Он опустил трубку на рычажки и надолго задумался. Он уже не сомневался в том, что отпечатки принадлежат Владимиру Ли, и сейчас самое бы время провести задержание особо активных членов группировки, но… Он вновь и вновь возвращался к телефонному звонку генерала ФСБ Снегова, который спутал все его планы: не вдаваясь в подробности проводимой чекистами операции, обмолвился о том, что «оба объекта» ночным рейсом вылетели в Пусан, да еще настоятельно рекомендовал воздержаться от арестов до «особого распоряжения Москвы», дабы не спугнуть ими Гамазина и Владимира Ли.
ЮЖНАЯ КОРЕЯ, ПУСАН
Машина остановилась неподалеку от ворот яхт-клуба, и Крымов, с рюкзаком за плечами, спрыгнул на асфальт. Облаченный в темно-серый спортивный костюм, он был практически незаметен на фоне кустов, высаженных по внешнему периметру клуба, и сопровождающий его кореец восхищенно прищелкнул языком, оценив оперативную смекалку русского. Мысленно перекрестившись, Седой прошел на территорию и, убедившись, что за ним никто не наблюдает, спустился к уходящей в море причальной дамбе, по правую сторону которой была ошвартована двухпалубная яхта. Еще четыре яхты болтались на якорной стоянке неподалеку, и на них царила такая же тишина, как и на «Глории» Чона. Снова оглянувшись и окончательно удостоверившись, что он прошел совершенно незамеченным, спустился по ступенькам на влажную от морской волны дамбу, над которой зависла полупрозрачная дымка, предвещающая теплый, солнечный день.

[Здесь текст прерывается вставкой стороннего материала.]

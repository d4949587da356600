use crate::commands;
use crate::config::Config;
use crate::types::Network;
use crate::workflow::gas::GasUnit;
use anyhow::Result;
use clap::{Args, Parser, Subcommand};
use std::path::PathBuf;

#[derive(Parser, Debug)]
#[command(
    name = "cast-vault",
    version,
    about = "Staged vault deposits, fee claims and interest claims"
)]
pub struct Cli {
    #[command(flatten)]
    pub global: GlobalArgs,

    #[command(subcommand)]
    pub command: Command,
}

impl Cli {
    pub async fn run(self, config: Config) -> Result<()> {
        match self.command {
            Command::Deposit(args) => commands::deposit::run(args, &self.global, config).await,
            Command::Fees(cmd) => cmd.run(&self.global, config).await,
            Command::Nii(cmd) => cmd.run(&self.global, config).await,
        }
    }
}

/// Options shared by every command.
#[derive(Args, Debug, Default)]
pub struct GlobalArgs {
    #[arg(long, global = true)]
    pub config_path: Option<PathBuf>,

    #[command(flatten)]
    pub rpc: RpcArgs,

    #[command(flatten)]
    pub signer: SignerArgs,

    #[command(flatten)]
    pub gas: GasArgs,

    /// Explorer used for the links in the report.
    #[arg(long, global = true)]
    pub network: Option<Network>,

    /// Log progress instead of drawing spinners.
    #[arg(long, global = true)]
    pub json: bool,
}

#[derive(Args, Debug, Default)]
pub struct RpcArgs {
    #[arg(long, global = true)]
    pub rpc: Option<String>,

    #[arg(long, global = true)]
    pub chain: Option<String>,
}

#[derive(Args, Debug, Default)]
pub struct SignerArgs {
    #[arg(long, global = true)]
    pub private_key: Option<String>,

    #[arg(long, global = true)]
    pub private_key_env: Option<String>,
}

#[derive(Args, Debug, Default)]
pub struct GasArgs {
    #[arg(long, global = true)]
    pub gas_limit: Option<u64>,

    /// Gas price, in `--gas-unit`.
    #[arg(long, global = true)]
    pub gas_price: Option<String>,

    #[arg(long, global = true)]
    pub gas_unit: Option<GasUnit>,

    /// Seconds to wait for each transaction to be mined.
    #[arg(long, global = true)]
    pub timeout: Option<u64>,
}

#[derive(Subcommand, Debug)]
pub enum Command {
    /// Deposit AMOUNT of CURRENCY into the vault.
    Deposit(DepositArgs),
    Fees(FeesCommand),
    Nii(NiiCommand),
}

#[derive(Args, Debug)]
pub struct DepositArgs {
    /// Human-readable amount, e.g. `1.5`.
    pub amount: String,

    /// Configured symbol, `ETH`, or a token address.
    pub currency: String,
}

#[derive(Parser, Debug)]
pub struct FeesCommand {
    #[command(subcommand)]
    pub command: FeesSubcommand,
}

#[derive(Subcommand, Debug)]
pub enum FeesSubcommand {
    /// Stage and withdraw distributor fees for a range.
    Claim(RangeArgs),
}

impl FeesCommand {
    pub async fn run(self, global: &GlobalArgs, config: Config) -> Result<()> {
        match self.command {
            FeesSubcommand::Claim(args) => commands::fees::run(args, global, config).await,
        }
    }
}

#[derive(Parser, Debug)]
pub struct NiiCommand {
    #[command(subcommand)]
    pub command: NiiSubcommand,
}

#[derive(Subcommand, Debug)]
pub enum NiiSubcommand {
    /// Release accrued interest and deposit it into the vault.
    Claim(NiiClaimArgs),
}

impl NiiCommand {
    pub async fn run(self, global: &GlobalArgs, config: Config) -> Result<()> {
        match self.command {
            NiiSubcommand::Claim(args) => commands::nii::run(args, global, config).await,
        }
    }
}

/// Exactly one of the two ranges must be given.
#[derive(Args, Debug, Default)]
pub struct RangeArgs {
    /// Block range, `N` or `FIRST-LAST`.
    #[arg(long)]
    pub blocks: Option<String>,

    /// Accrual index range, `N` or `FIRST-LAST`.
    #[arg(long)]
    pub accruals: Option<String>,
}

#[derive(Args, Debug, Default)]
pub struct NiiClaimArgs {
    #[command(flatten)]
    pub range: RangeArgs,

    /// Interest currency; defaults to `[nii] currency` from the config.
    #[arg(long)]
    pub currency: Option<String>,
}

Это был тот час, когда остатки ночи еще борются с предрассветной истомой, еще не зарозовела полоска сливающегося с морем неба, и если вы стоите на вахте, сами по себе слипаются глаза. Моряки это время — с четырех до восьми утра — величают «собачьей вахтой». Судя по той тишине, что царила над яхтой, ее матрос тоже не очень-то почитал эти часы своего дежурства.
«Спят усталые игрушки, мишки спят и спят ватрушки», — почему-то пронеслось в голове Крымова, и он аккуратно и неслышно перебрался на корму «Глории»; все так же бесшумно поднялся по трапу на верхнюю палубу. Осмотрелся в поисках места, где можно было бы переждать до того времени, когда Чон с гостями спустится в кают-компанию, и был приятно удивлен, заметив сваленный в кучу брезент, которым команда накрывала шезлонги и кресла во время непогоды. Развязал тесемки рюкзака, достал из него сначала два «макарова» с накрученными на стволы глушителями, затем ласты, завершил все это легким снаряжением аквалангиста, после чего умостился и сам, положив по правую от себя сторону оба пистолета. Еще раз прислушался к умиротворенной тишине, вытянул поудобнее ноги и, явно довольный проделанной работой, прикрыл свое «гнездышко» полой просохшего брезента. Теперь оставалось только ждать.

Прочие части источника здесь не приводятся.